DATA FOR REVIEW =

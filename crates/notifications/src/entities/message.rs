use chrono::{DateTime, Utc};
use serde::{Deserialize, Serialize};

use crate::types::{ConversationId, UserId};

/// A chat message record as created by the TecChat client application.
/// This system only ever reads these; it never writes them.
#[derive(Debug, Clone, Serialize, Deserialize)]
#[serde(rename_all = "camelCase")]
pub struct Message {
    /// Conversation the message belongs to (direct chat or group id)
    pub conversation_id: ConversationId,
    /// Author of the message
    pub sender_id: UserId,
    /// Content type tag
    #[serde(rename = "type")]
    pub kind: MessageKind,
    /// Raw message content
    pub content: String,
    /// Storage reference for media messages
    #[serde(default)]
    pub media_url: Option<String>,
    /// Creation timestamp
    pub timestamp: DateTime<Utc>,
}

impl Message {
    pub fn new(
        conversation_id: impl Into<ConversationId>,
        sender_id: impl Into<UserId>,
        kind: MessageKind,
        content: impl Into<String>,
    ) -> Self {
        Self {
            conversation_id: conversation_id.into(),
            sender_id: sender_id.into(),
            kind,
            content: content.into(),
            media_url: None,
            timestamp: Utc::now(),
        }
    }
}

/// Message content type enumeration. Unknown tags are preserved rather
/// than rejected, so records written by newer clients still dispatch.
#[derive(Debug, Clone, PartialEq, Eq, Serialize, Deserialize)]
#[serde(from = "String", into = "String")]
pub enum MessageKind {
    Text,
    Image,
    Video,
    Audio,
    Document,
    Emoji,
    Other(String),
}

impl MessageKind {
    pub fn as_str(&self) -> &str {
        match self {
            MessageKind::Text => "text",
            MessageKind::Image => "image",
            MessageKind::Video => "video",
            MessageKind::Audio => "audio",
            MessageKind::Document => "document",
            MessageKind::Emoji => "emoji",
            MessageKind::Other(tag) => tag,
        }
    }
}

impl From<&str> for MessageKind {
    fn from(s: &str) -> Self {
        match s {
            "text" => MessageKind::Text,
            "image" => MessageKind::Image,
            "video" => MessageKind::Video,
            "audio" => MessageKind::Audio,
            "document" => MessageKind::Document,
            "emoji" => MessageKind::Emoji,
            other => MessageKind::Other(other.to_string()),
        }
    }
}

impl From<String> for MessageKind {
    fn from(s: String) -> Self {
        MessageKind::from(s.as_str())
    }
}

impl From<MessageKind> for String {
    fn from(kind: MessageKind) -> Self {
        kind.as_str().to_string()
    }
}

WHAT YOU WILL DO =
Only an exact retyping of the full data will do.

WRITTEN ANSWER =
filename crates/notifications/src/entities/message.rs
use chrono::{DateTime, Utc};
use serde::{Deserialize, Serialize};

use crate::types::{ConversationId, UserId};

/// A chat message record as created by the TecChat client application.
/// This system only ever reads these; it never writes them.
#[derive(Debug, Clone, Serialize, Deserialize)]
#[serde(rename_all = "camelCase")]
pub struct Message {
    /// Conversation the message belongs to (direct chat or group id)
    pub conversation_id: ConversationId,
    /// Author of the message
    pub sender_id: UserId,
    /// Content type tag
    #[serde(rename = "type")]
    pub kind: MessageKind,
    /// Raw message content
    pub content: String,
    /// Storage reference for media messages
    #[serde(default)]
    pub media_url: Option<String>,
    /// Creation timestamp
    pub timestamp: DateTime<Utc>,
}

impl Message {
    pub fn new(
        conversation_id: impl Into<ConversationId>,
        sender_id: impl Into<UserId>,
        kind: MessageKind,
        content: impl Into<String>,
    ) -> Self {
        Self {
            conversation_id: conversation_id.into(),
            sender_id: sender_id.into(),
            kind,
            content: content.into(),
            media_url: None,
            timestamp: Utc::now(),
        }
    }
}

/// Message content type enumeration. Unknown tags are preserved rather
/// than rejected, so records written by newer clients still dispatch.
#[derive(Debug, Clone, PartialEq, Eq, Serialize, Deserialize)]
#[serde(from = "String", into = "String")]
pub enum MessageKind {
    Text,
    Image,
    Video,
    Audio,
    Document,
    Emoji,
    Other(String),
}

impl MessageKind {
    pub fn as_str(&self) -> &str {
        match self {
            MessageKind::Text => "text",
            MessageKind::Image => "image",
            MessageKind::Video => "video",
            MessageKind::Audio => "audio",
            MessageKind::Document => "document",
            MessageKind::Emoji => "emoji",
            MessageKind::Other(tag) => tag,
        }
    }
}

impl From<&str> for MessageKind {
    fn from(s: &str) -> Self {
        match s {
            "text" => MessageKind::Text,
            "image" => MessageKind::Image,
            "video" => MessageKind::Video,
            "audio" => MessageKind::Audio,
            "document" => MessageKind::Document,
            "emoji" => MessageKind::Emoji,
            other => MessageKind::Other(other.to_string()),
        }
    }
}

impl From<String> for MessageKind {
    fn from(s: String) -> Self {
        MessageKind::from(s.as_str())
    }
}

impl From<MessageKind> for String {
    fn from(kind: MessageKind) -> Self {
        kind.as_str().to_string()
    }
}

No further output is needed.